DATA PROVIDED
//! HTTP server facade for bookshelf with Axum, error handling, and OpenAPI support.

use std::future::Future;

use anyhow::Context;
use axum::{routing::get, Router};

use bookshelf_kernel::{settings::Settings, ModuleRegistry};

pub mod error;
pub mod router;

use router::RouterBuilder;

/// Bind the configured address and serve `app` until `shutdown` resolves
pub async fn start_server<F>(app: Router, settings: &Settings, shutdown: F) -> anyhow::Result<()>
where
    F: Future<Output = ()> + Send + 'static,
{
    let address = format!("{}:{}", settings.server.host, settings.server.port);
    tracing::info!("starting HTTP server on {}", address);

    let listener = tokio::net::TcpListener::bind(&address)
        .await
        .with_context(|| format!("failed to bind to address {}", address))?;

    tracing::info!("HTTP server listening on http://{}", address);

    axum::serve(listener, app)
        .with_graceful_shutdown(shutdown)
        .await
        .context("HTTP server failed")?;

    tracing::info!("HTTP server stopped");
    Ok(())
}

/// Build the main HTTP router with all module routes mounted
pub fn build_router(registry: &ModuleRegistry, settings: &Settings) -> Router {
    let api_prefix = settings.server.normalized_api_prefix();
    let mut router_builder = RouterBuilder::new()
        .with_api_prefix(api_prefix.clone())
        .route("/healthz", get(health_check));

    for module in registry.modules() {
        let module_name = module.name();
        tracing::info!(
            module = module_name,
            "mounting module routes under {}",
            router::module_path(&api_prefix, module_name)
        );
        router_builder = router_builder.mount_module(module_name, module.routes());
    }

    router_builder
        .with_openapi(registry)
        .with_timeout(settings.server.request_timeout_ms)
        .with_cors()
        .with_tracing()
        .with_request_id()
        .build()
}

/// Resolves on Ctrl-C or, on Unix, SIGTERM
pub async fn shutdown_signal() {
    let ctrl_c = async {
        if let Err(e) = tokio::signal::ctrl_c().await {
            tracing::warn!(error = %e, "failed to listen for Ctrl-C");
            std::future::pending::<()>().await;
        }
    };

    #[cfg(unix)]
    let terminate = async {
        match tokio::signal::unix::signal(tokio::signal::unix::SignalKind::terminate()) {
            Ok(mut signal) => {
                signal.recv().await;
            }
            Err(e) => {
                tracing::warn!(error = %e, "failed to listen for SIGTERM");
                std::future::pending::<()>().await;
            }
        }
    };

    #[cfg(not(unix))]
    let terminate = std::future::pending::<()>();

    tokio::select! {
        _ = ctrl_c => {},
        _ = terminate => {},
    }

    tracing::info!("shutdown signal received");
}

/// Health check endpoint
async fn health_check() -> &'static str {
    "ok"
}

PROBLEM STATEMENT
Among the lines above, which hold the word "static"? Report each one.

EXERCISE SOLUTION
    F: Future<Output = ()> + Send + 'static,
async fn health_check() -> &'static str {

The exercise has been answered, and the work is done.